C'est un vieil Anglais né en 1643, du nom d'Isaac Newton.

En fait, c'est la première des lois du mouvement de Newton qui est responsable des drames de car surfing.

Marcel Thouin, physicien et prof en enseignement des sciences à l'Université de Montréal, me l'a résumée ainsi: «Quand un objet est en mouvement, il a tendance à rester en mouvement, à moins qu'une force ne l'arrête.»

L'objet - l'humain - agrippé à une voiture est donc projeté par en avant si la voiture arrête. Et il est projeté en arrière si elle accélère.

«La seule solution, dit le prof Thouin, c'est de tenir une vitesse constante.»
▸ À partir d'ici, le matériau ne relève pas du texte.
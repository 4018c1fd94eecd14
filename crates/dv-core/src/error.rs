use crate::item::EquipSlot;
use crate::quest::QuestId;
use crate::world::Direction;

/// Alias for `Result<T, CoreError>`.
pub type CoreResult<T> = Result<T, CoreError>;

/// Errors raised by the core data model.
///
/// Every variant is recoverable: the operation that produced it left the
/// player and the world untouched.
#[derive(Debug, Clone, PartialEq, Eq, thiserror::Error)]
pub enum CoreError {
    /// The current location has no exit in that direction.
    #[error("you can't go {0} from here")]
    InvalidDirection(Direction),

    /// A location name did not resolve to any location in the graph.
    #[error("location not found: \"{0}\"")]
    UnknownLocation(String),

    /// A purchase costs more than the player owns.
    #[error("not enough gold: need {needed}, have {available}")]
    InsufficientFunds {
        /// Total cost of the batch.
        needed: u32,
        /// Gold the player had.
        available: u32,
    },

    /// One or more item names are not in the relevant table.
    #[error("unknown item(s): {}", .0.join(", "))]
    UnknownItem(Vec<String>),

    /// A purchase or consume request named no items at all.
    #[error("no items given")]
    EmptyBatch,

    /// A menu index or quantity was out of range.
    #[error("invalid selection: {0}")]
    InvalidSelection(String),

    /// The player does not carry the named item.
    #[error("item not in inventory: {0}")]
    ItemNotInInventory(String),

    /// The item is neither a weapon nor armor.
    #[error("{0} cannot be equipped")]
    NotEquippable(String),

    /// None of the selected items can be consumed.
    #[error("none of the selected items can be eaten or drunk")]
    NothingConsumable,

    /// Unequip requested on an empty slot.
    #[error("no {0} equipped")]
    SlotEmpty(EquipSlot),

    /// The quest is already in progress.
    #[error("quest already active: {0}")]
    QuestAlreadyActive(QuestId),

    /// The quest was completed and cannot be taken again.
    #[error("quest already completed: {0}")]
    QuestAlreadyCompleted(QuestId),

    /// An upstream quest has not been completed yet.
    #[error("quest not yet available: {0}")]
    QuestLocked(QuestId),

    /// The quest is not in progress.
    #[error("quest not active: {0}")]
    QuestNotActive(QuestId),

    /// The completion precondition does not hold yet.
    #[error("quest objective incomplete: {0}")]
    ObjectiveIncomplete(QuestId),

    /// A save file exists but holds no usable record.
    #[error("corrupt save: {0}")]
    CorruptSave(String),
}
Je le souligne même si c'est évident: il s'agit là d'une observation, pas d'un conseil!

Pour Marcel Thouin, c'est clair: «Que des jeunes fassent du car surfing montre qu'ils ne comprennent pas les principes scientifiques de base.»

Peut-être, professeur...

Mais tout comme les gobelets de café de McDo nous rappellent que le liquide qu'on s'apprête à boire est très chaud, il faudra peut-être apposer des autocollants explicites sur le toit des véhicules, du genre SI VOUS POUVEZ LIRE CECI ET QUE LE VÉHICULE EST EN MARCHE, VOUS ALLEZ BIENTÔT MOURIR.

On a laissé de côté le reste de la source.